SEM CONTABILIDADE - (Deus, Créditos e Débitos)

Por Rubem Alves

“Para escrever esta crônica, preciso de dois fios que deixei soltos. Porque eu escrevo como os tecelões que tecem seus tapetes trançando fios de linha. Também eu tranço fios. Só que de palavras.

               O primeiro fio saiu do corpo de uma aranha de nome Alberto Caeiro. (Aranha, sim. Tecemos teias de palavras como casas de morar sobre o abismo.) Disse: O essencial é saber ver (…) Mas isso (…), Isso exige um estudo profundo, Uma aprendizagem de desaprender (…) Procuro despir-me do que aprendi, Procuro esquecer-me do modo de lembrar que me ensinaram, E raspar a tinta que me pintaram os sentidos.

               Volta-me à memória o meu amigo raspando a tinta das paredes da casa centenária que comprara, tantas tinham sido as demãos, cada morador a pintara de uma cor nova sobre a cor antiga. Mas ele a amou como uma nova namorada. Não queria por vestido novo sobre vestido velho. Queria vê-la nua. Foi necessário um longo striptease, raspagens sucessivas, até que ela, nua, mostrasse seu corpo original: pinho-de-riga marfim com sinuosas listras marrom.

               Nós.
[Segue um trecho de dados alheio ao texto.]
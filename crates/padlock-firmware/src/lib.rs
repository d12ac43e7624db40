//! Padlock firmware logic.
//!
//! This crate wires the board components into a running lock: keypad entry,
//! wireless commands, the access decision and re-close policy, and status
//! notifications.
//!
//! # Concurrency
//!
//! Event producers (the keypad source and the link layer) only post into
//! single-slot [`Mailbox`]es. [`Padlock::step`] is the sole consumer and the
//! only code that touches controller, store and board state.
//!
//! ```text
//! keypad ──▶ Mailbox<Button> ──┐
//!                              ├──▶ Padlock::step ──▶ AccessController
//! link ──▶ FrameInbox ──▶ Mailbox<Command> ──┘             │
//!                                               StatusPublisher ──▶ link
//! ```

pub mod config;
pub mod controller;
pub mod device;
pub mod error;
pub mod inbox;
pub mod keypad;
pub mod mailbox;
pub mod publisher;

pub use config::{PadlockConfig, TimingConfig};
pub use controller::{
    AccessController, AttemptOutcome, AttemptSource, CommandOutcome, ControllerState,
    StateTransition, TransitionCause,
};
pub use device::Padlock;
pub use error::{FirmwareError, Result};
pub use inbox::{FrameInbox, forward_presses};
pub use keypad::{KeypadOutcome, KeypadSession};
pub use mailbox::Mailbox;
pub use publisher::{
    ChannelTransport, MockTransport, MockTransportHandle, NotifyGate, StatusPublisher,
    StatusReader, StatusTransport,
};
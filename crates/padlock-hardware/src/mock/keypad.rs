//! Mock keypad implementation for testing and development.
//!
//! This module provides a simulated five-button keypad that can be driven
//! programmatically without physical hardware.

use crate::{Result, error::HardwareError, traits::ButtonSource};
use padlock_core::Button;
use tokio::sync::mpsc;

/// Mock keypad device.
///
/// Press edges are received through an internal channel. Tests and the
/// emulator send presses through a `MockKeypadHandle`.
///
/// # Examples
///
/// ```
/// use padlock_core::Button;
/// use padlock_hardware::mock::MockKeypad;
/// use padlock_hardware::traits::ButtonSource;
///
/// #[tokio::main]
/// async fn main() -> padlock_hardware::Result<()> {
///     let (mut keypad, handle) = MockKeypad::new();
///
///     tokio::spawn(async move {
///         handle.press(Button::Enter).await.unwrap();
///         handle.press(Button::Up).await.unwrap();
///     });
///
///     assert_eq!(keypad.next_press().await?, Button::Enter);
///     assert_eq!(keypad.next_press().await?, Button::Up);
///
///     Ok(())
/// }
/// ```
#[derive(Debug)]
pub struct MockKeypad {
    /// Channel receiver for simulated presses
    press_rx: mpsc::Receiver<Button>,
}

impl MockKeypad {
    /// Create a new mock keypad.
    ///
    /// Returns a tuple of (MockKeypad, MockKeypadHandle) where the handle
    /// can be used to simulate presses.
    pub fn new() -> (Self, MockKeypadHandle) {
        let (press_tx, press_rx) = mpsc::channel(32);
        (Self { press_rx }, MockKeypadHandle { press_tx })
    }
}

impl ButtonSource for MockKeypad {
    async fn next_press(&mut self) -> Result<Button> {
        self.press_rx
            .recv()
            .await
            .ok_or_else(|| HardwareError::disconnected("Keypad press channel closed"))
    }
}

/// Handle for pressing buttons on a mock keypad.
#[derive(Debug, Clone)]
pub struct MockKeypadHandle {
    /// Channel sender for simulated presses
    press_tx: mpsc::Sender<Button>,
}

impl MockKeypadHandle {
    /// Press a single button.
    ///
    /// # Errors
    ///
    /// Returns an error if the keypad has been dropped and the channel is closed.
    pub async fn press(&self, button: Button) -> Result<()> {
        self.press_tx
            .send(button)
            .await
            .map_err(|_| HardwareError::disconnected("Keypad press channel closed"))
    }

    /// Press `Enter` followed by the buttons that spell `key`.
    ///
    /// # Errors
    ///
    /// Returns an error if the keypad has been dropped and the channel is closed.
    pub async fn enter_key(&self, buttons: &[Button]) -> Result<()> {
        self.press(Button::Enter).await?;
        for &button in buttons {
            self.press(button).await?;
        }
        Ok(())
    }
}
Casas. Vão-nos pintando pela vida afora até que memória não mais existe do nosso corpo original. O rosto? Perdido. Máscara de palavras. Quem somos? Não sabemos. Para saber é preciso esquecer, desaperender.

               Segunda aranha, segundo fio, Bernardo Soares: nós só vemos aquilo que somos. Ingênuos, pensamos que os olhos são puros, dignos de confiança, que eles realmente veem as coisas tais como são. Puro engano. Os olhos são pintores: pintam o mundo de fora com as cores que moram dentro deles. Olho luminoso vê mundo colorido; olho trevoso vê mundo negro.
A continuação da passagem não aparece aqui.